● **WORK REQUIRED**
Determine the number of lines in these entries that hold the word "committed". Give the number and nothing more.

● **STORED DATA**
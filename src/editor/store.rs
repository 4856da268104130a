/// In-memory annotation set for the currently loaded image
///
/// The store is the editor's single source of truth between loads and
/// saves. It hands out negative placeholder IDs for annotations the
/// persistence layer has not seen yet, and keeps just enough bookkeeping
/// (modified persisted IDs, buffered deletions) to build a batch save.
///
/// Single-threaded by design: every mutation happens on the UI event loop.

use std::collections::BTreeSet;

use crate::geometry::{Point, Rect};
use crate::state::data::Annotation;

/// Everything the persistence gateway needs for one atomic save
#[derive(Debug, Clone, Default)]
pub struct SaveBatch {
    /// Annotations with placeholder IDs, to be inserted
    pub creates: Vec<Annotation>,
    /// Persisted annotations whose geometry changed since the last save
    pub updates: Vec<Annotation>,
    /// Persisted IDs removed locally since the last save
    pub deletes: Vec<i64>,
}

impl SaveBatch {
    pub fn is_empty(&self) -> bool {
        self.creates.is_empty() && self.updates.is_empty() && self.deletes.is_empty()
    }
}

/// Holds the rectangle set for exactly one image at a time
#[derive(Debug, Default)]
pub struct AnnotationStore {
    image_id: i64,
    annotations: Vec<Annotation>,
    /// Next placeholder ID for unsaved annotations (-1, -2, ...)
    next_placeholder: i64,
    /// Persisted IDs whose geometry changed since load/save
    modified: BTreeSet<i64>,
    /// Persisted IDs removed locally, applied on the next save
    pending_deletes: Vec<i64>,
}

impl AnnotationStore {
    pub fn new() -> Self {
        Self::default()
    }

    /// Replace the whole in-memory set. Called once per image activation;
    /// all pending bookkeeping for the previous image is discarded.
    pub fn load(&mut self, image_id: i64, annotations: Vec<Annotation>) {
        self.image_id = image_id;
        self.annotations = annotations;
        self.next_placeholder = -1;
        self.modified.clear();
        self.pending_deletes.clear();
    }

    pub fn image_id(&self) -> i64 {
        self.image_id
    }

    /// Append a new unsaved annotation and return its placeholder ID
    pub fn add(&mut self, rect: Rect) -> i64 {
        let id = self.next_placeholder;
        self.next_placeholder -= 1;
        self.annotations.push(Annotation::new(id, self.image_id, rect));
        id
    }

    /// Replace the geometry of an existing entry in place.
    /// Returns false (a no-op) when the ID is absent.
    pub fn update(&mut self, id: i64, rect: Rect) -> bool {
        match self.annotations.iter_mut().find(|a| a.id == id) {
            Some(annotation) => {
                annotation.set_rect(rect);
                if id > 0 {
                    self.modified.insert(id);
                }
                true
            }
            None => {
                eprintln!("⚠️  update: annotation {} not found", id);
                false
            }
        }
    }

    /// Delete an entry. Returns false (a no-op) when the ID is absent.
    /// Persisted IDs are buffered for deletion on the next save.
    pub fn remove(&mut self, id: i64) -> bool {
        let before = self.annotations.len();
        self.annotations.retain(|a| a.id != id);
        if self.annotations.len() == before {
            eprintln!("⚠️  remove: annotation {} not found", id);
            return false;
        }
        if id > 0 {
            self.modified.remove(&id);
            self.pending_deletes.push(id);
        }
        true
    }

    pub fn get(&self, id: i64) -> Option<&Annotation> {
        self.annotations.iter().find(|a| a.id == id)
    }

    /// Read-only snapshot for rendering and serialization
    pub fn all(&self) -> &[Annotation] {
        &self.annotations
    }

    /// Does `rect` overlap any annotation other than `id`?
    pub fn collides_with_others(&self, id: i64, rect: &Rect) -> bool {
        self.annotations
            .iter()
            .filter(|a| a.id != id)
            .any(|a| a.rect().intersects(rect))
    }

    /// Topmost annotation under the point, if any. Later entries were
    /// added later and sit on top, so scan back to front.
    pub fn hit_test(&self, point: Point) -> Option<i64> {
        self.annotations
            .iter()
            .rev()
            .find(|a| a.rect().contains(point))
            .map(|a| a.id)
    }

    pub fn has_unsaved_changes(&self) -> bool {
        !self.save_batch().is_empty()
    }

    /// Build the create/update/delete batch for the persistence gateway
    pub fn save_batch(&self) -> SaveBatch {
        SaveBatch {
            creates: self
                .annotations
                .iter()
                .filter(|a| !a.is_persisted())
                .copied()
                .collect(),
            updates: self
                .annotations
                .iter()
                .filter(|a| self.modified.contains(&a.id))
                .copied()
                .collect(),
            deletes: self.pending_deletes.clone(),
        }
    }

    /// Reconcile after a successful save: swap placeholder IDs for the
    /// assigned ones and retire exactly the bookkeeping the saved batch
    /// covered. The UI loop stays live while a save runs, so edits made
    /// in flight must stay pending for the next batch. Must only be
    /// called when the whole batch committed.
    pub fn apply_saved(&mut self, batch: &SaveBatch, assigned: &[(i64, i64)]) {
        for &(placeholder, real_id) in assigned {
            match self.annotations.iter_mut().find(|a| a.id == placeholder) {
                Some(annotation) => {
                    annotation.id = real_id;
                    // Moved again while the save ran: the row just
                    // written already holds stale geometry.
                    let saved = batch.creates.iter().find(|c| c.id == placeholder);
                    if saved.is_some_and(|c| c.rect() != annotation.rect()) {
                        self.modified.insert(real_id);
                    }
                }
                // Deleted while the save ran; the committed row has to
                // go on the next save.
                None => self.pending_deletes.push(real_id),
            }
        }

        for saved in &batch.updates {
            let unchanged = self
                .annotations
                .iter()
                .find(|a| a.id == saved.id)
                .map_or(true, |a| a.rect() == saved.rect());
            if unchanged {
                self.modified.remove(&saved.id);
            }
        }

        self.pending_deletes.retain(|id| !batch.deletes.contains(id));
    }
}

● **TASK OUTPUT**
2